§ **Directions for this task**: Your response should contain every line from the data below that holds the string "EdgeKey".

§ **Study material**:
----------

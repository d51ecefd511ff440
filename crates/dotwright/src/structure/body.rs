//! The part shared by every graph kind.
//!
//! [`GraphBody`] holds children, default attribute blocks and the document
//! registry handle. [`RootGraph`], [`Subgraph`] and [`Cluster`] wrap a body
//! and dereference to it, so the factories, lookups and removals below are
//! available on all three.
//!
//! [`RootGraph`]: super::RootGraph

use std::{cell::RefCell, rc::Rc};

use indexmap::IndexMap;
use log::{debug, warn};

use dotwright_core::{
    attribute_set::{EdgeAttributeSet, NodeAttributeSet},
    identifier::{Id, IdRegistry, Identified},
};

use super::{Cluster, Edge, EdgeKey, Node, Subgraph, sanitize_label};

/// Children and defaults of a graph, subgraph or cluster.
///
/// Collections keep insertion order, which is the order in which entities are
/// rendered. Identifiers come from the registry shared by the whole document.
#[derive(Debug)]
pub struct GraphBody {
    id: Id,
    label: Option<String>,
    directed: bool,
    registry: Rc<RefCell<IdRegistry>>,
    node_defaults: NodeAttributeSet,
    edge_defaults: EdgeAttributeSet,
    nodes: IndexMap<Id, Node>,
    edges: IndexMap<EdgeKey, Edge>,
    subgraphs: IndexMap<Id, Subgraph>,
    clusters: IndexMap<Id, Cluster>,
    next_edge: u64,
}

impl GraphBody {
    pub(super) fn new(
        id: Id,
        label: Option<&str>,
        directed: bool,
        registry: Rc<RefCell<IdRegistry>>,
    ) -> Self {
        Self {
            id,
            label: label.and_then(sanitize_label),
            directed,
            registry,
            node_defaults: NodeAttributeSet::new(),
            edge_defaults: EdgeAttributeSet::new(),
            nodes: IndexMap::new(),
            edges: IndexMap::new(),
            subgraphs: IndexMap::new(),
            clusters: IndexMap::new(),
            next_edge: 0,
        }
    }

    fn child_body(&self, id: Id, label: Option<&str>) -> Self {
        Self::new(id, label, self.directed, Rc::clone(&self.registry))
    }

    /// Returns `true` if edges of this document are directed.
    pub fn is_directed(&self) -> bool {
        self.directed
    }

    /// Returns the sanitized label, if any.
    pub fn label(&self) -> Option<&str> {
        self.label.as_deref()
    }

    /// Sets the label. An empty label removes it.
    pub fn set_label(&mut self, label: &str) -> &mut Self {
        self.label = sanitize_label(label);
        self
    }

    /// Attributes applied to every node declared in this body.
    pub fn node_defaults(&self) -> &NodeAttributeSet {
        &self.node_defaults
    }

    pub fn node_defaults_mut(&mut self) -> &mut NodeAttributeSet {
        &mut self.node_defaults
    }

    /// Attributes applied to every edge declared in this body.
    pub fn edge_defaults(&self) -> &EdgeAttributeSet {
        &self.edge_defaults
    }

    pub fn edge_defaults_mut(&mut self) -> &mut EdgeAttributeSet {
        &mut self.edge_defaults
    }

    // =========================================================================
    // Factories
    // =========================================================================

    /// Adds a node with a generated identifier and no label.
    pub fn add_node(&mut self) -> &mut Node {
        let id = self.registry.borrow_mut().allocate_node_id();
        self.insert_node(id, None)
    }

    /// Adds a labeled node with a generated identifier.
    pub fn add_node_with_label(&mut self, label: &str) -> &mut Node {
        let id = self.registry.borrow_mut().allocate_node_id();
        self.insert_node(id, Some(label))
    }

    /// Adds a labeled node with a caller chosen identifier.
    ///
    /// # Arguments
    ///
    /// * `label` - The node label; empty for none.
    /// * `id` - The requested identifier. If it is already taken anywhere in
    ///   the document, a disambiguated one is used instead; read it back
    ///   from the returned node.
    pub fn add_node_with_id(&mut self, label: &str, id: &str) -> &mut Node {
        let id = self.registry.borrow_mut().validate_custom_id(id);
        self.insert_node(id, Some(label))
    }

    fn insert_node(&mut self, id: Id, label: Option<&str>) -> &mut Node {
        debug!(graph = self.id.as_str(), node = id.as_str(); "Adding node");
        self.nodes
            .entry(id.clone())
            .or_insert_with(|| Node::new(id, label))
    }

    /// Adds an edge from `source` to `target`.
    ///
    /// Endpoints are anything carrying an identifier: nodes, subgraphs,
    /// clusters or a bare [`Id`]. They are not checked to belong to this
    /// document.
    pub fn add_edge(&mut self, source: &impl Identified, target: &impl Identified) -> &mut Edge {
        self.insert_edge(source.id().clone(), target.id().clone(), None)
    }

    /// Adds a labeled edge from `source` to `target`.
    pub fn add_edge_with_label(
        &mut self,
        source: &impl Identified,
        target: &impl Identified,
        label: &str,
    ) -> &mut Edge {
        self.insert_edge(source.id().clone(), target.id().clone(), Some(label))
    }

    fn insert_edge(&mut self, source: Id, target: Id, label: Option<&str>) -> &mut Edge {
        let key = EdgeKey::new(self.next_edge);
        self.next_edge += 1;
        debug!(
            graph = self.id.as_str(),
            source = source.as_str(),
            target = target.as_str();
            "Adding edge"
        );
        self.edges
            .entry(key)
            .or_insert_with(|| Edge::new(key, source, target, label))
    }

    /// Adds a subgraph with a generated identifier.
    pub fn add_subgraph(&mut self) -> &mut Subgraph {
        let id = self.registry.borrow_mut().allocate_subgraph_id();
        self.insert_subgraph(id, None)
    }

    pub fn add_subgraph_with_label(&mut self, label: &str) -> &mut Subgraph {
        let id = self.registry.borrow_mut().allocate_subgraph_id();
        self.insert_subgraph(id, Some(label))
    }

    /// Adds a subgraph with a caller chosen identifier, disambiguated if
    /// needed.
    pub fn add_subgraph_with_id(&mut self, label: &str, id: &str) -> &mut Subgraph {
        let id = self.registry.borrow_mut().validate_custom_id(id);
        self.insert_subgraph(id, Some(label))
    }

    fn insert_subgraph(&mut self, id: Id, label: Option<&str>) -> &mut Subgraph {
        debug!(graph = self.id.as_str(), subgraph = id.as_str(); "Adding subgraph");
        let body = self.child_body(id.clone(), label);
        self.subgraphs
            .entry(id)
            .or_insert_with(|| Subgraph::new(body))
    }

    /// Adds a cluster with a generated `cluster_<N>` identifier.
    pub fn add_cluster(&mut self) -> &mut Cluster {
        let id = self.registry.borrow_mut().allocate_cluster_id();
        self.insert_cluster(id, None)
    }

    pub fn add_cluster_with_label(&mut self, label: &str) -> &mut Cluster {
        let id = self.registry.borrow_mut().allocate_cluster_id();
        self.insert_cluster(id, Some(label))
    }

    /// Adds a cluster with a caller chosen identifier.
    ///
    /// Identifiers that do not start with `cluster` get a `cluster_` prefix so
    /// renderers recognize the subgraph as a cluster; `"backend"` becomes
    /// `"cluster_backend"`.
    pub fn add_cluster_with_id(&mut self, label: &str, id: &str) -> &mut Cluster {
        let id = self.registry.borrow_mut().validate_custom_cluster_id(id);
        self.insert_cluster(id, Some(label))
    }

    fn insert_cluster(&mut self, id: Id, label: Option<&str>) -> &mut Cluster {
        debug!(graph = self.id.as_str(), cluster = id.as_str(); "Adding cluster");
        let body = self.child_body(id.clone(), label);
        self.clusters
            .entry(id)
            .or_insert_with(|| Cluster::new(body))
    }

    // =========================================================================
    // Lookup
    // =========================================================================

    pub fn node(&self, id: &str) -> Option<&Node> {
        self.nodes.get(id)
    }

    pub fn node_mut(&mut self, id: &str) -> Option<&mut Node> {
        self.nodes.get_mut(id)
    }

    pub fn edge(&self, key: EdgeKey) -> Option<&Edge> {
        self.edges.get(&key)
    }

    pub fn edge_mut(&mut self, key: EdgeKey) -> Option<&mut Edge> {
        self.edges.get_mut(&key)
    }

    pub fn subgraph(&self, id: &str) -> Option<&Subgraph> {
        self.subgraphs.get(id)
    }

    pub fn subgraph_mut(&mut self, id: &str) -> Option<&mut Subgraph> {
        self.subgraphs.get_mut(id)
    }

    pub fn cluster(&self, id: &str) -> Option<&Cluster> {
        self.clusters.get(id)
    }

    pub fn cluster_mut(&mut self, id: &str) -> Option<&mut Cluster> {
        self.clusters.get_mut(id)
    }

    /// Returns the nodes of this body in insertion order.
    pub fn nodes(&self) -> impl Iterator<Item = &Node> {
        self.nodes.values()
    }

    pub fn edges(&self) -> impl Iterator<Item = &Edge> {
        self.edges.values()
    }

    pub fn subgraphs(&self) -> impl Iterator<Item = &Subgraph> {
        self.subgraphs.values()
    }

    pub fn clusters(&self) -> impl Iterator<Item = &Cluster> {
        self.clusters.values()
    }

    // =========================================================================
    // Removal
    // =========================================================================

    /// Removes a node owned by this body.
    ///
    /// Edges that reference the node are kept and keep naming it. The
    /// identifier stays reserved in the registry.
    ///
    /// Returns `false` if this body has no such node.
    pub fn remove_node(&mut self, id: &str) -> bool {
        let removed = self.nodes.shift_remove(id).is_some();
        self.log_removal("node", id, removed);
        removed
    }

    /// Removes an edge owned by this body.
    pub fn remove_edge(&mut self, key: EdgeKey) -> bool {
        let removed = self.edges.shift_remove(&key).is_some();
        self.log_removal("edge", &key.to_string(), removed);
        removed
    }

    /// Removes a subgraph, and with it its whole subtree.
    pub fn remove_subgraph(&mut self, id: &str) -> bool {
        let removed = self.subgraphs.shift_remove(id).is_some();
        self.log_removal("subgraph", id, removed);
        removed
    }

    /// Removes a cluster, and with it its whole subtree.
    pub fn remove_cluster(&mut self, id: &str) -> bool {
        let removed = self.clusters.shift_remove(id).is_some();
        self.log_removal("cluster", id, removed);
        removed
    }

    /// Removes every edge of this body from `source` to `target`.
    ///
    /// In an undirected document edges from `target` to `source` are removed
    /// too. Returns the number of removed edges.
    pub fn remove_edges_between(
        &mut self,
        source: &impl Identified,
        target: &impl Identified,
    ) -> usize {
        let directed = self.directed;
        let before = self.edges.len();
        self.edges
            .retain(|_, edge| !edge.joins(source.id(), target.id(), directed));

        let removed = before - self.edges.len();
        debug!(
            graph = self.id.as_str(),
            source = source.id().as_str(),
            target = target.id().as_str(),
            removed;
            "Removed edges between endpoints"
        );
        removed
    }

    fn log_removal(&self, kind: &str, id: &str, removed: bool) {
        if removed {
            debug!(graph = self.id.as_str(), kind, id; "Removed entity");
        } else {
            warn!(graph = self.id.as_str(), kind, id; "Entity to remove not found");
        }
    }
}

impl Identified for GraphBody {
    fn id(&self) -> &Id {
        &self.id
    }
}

----------

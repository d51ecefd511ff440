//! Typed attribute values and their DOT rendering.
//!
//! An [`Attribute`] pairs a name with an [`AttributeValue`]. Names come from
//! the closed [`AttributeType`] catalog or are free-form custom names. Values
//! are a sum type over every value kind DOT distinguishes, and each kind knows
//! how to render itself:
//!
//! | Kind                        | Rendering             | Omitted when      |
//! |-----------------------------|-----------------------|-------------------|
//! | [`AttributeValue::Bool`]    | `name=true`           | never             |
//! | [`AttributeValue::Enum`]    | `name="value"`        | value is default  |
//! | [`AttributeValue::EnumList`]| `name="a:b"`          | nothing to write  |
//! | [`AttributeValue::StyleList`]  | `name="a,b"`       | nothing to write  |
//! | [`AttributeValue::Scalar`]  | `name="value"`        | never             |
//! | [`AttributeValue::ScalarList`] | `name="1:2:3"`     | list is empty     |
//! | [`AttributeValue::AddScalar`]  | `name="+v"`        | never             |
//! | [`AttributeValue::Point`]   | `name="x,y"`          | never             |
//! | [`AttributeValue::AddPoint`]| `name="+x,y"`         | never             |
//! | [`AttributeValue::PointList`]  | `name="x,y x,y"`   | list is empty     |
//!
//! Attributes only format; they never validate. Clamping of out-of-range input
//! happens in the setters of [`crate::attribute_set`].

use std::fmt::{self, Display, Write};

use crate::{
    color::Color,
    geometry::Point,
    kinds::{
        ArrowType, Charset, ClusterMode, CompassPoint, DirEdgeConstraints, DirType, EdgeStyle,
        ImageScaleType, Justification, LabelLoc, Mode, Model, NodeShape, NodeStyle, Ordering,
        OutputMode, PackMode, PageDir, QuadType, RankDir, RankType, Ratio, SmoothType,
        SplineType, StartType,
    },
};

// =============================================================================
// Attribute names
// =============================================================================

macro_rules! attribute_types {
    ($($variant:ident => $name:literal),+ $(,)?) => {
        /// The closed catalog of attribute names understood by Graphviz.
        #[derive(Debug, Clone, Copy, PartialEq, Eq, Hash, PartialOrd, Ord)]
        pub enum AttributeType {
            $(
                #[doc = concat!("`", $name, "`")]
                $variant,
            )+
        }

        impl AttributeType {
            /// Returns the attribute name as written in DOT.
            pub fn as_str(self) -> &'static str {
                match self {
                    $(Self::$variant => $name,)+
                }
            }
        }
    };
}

----------

§ **Written answer**:
use super::{Cluster, Edge, EdgeKey, Node, Subgraph, sanitize_label};
    edges: IndexMap<EdgeKey, Edge>,
        let key = EdgeKey::new(self.next_edge);
    pub fn edge(&self, key: EdgeKey) -> Option<&Edge> {
    pub fn edge_mut(&mut self, key: EdgeKey) -> Option<&mut Edge> {
    pub fn remove_edge(&mut self, key: EdgeKey) -> bool {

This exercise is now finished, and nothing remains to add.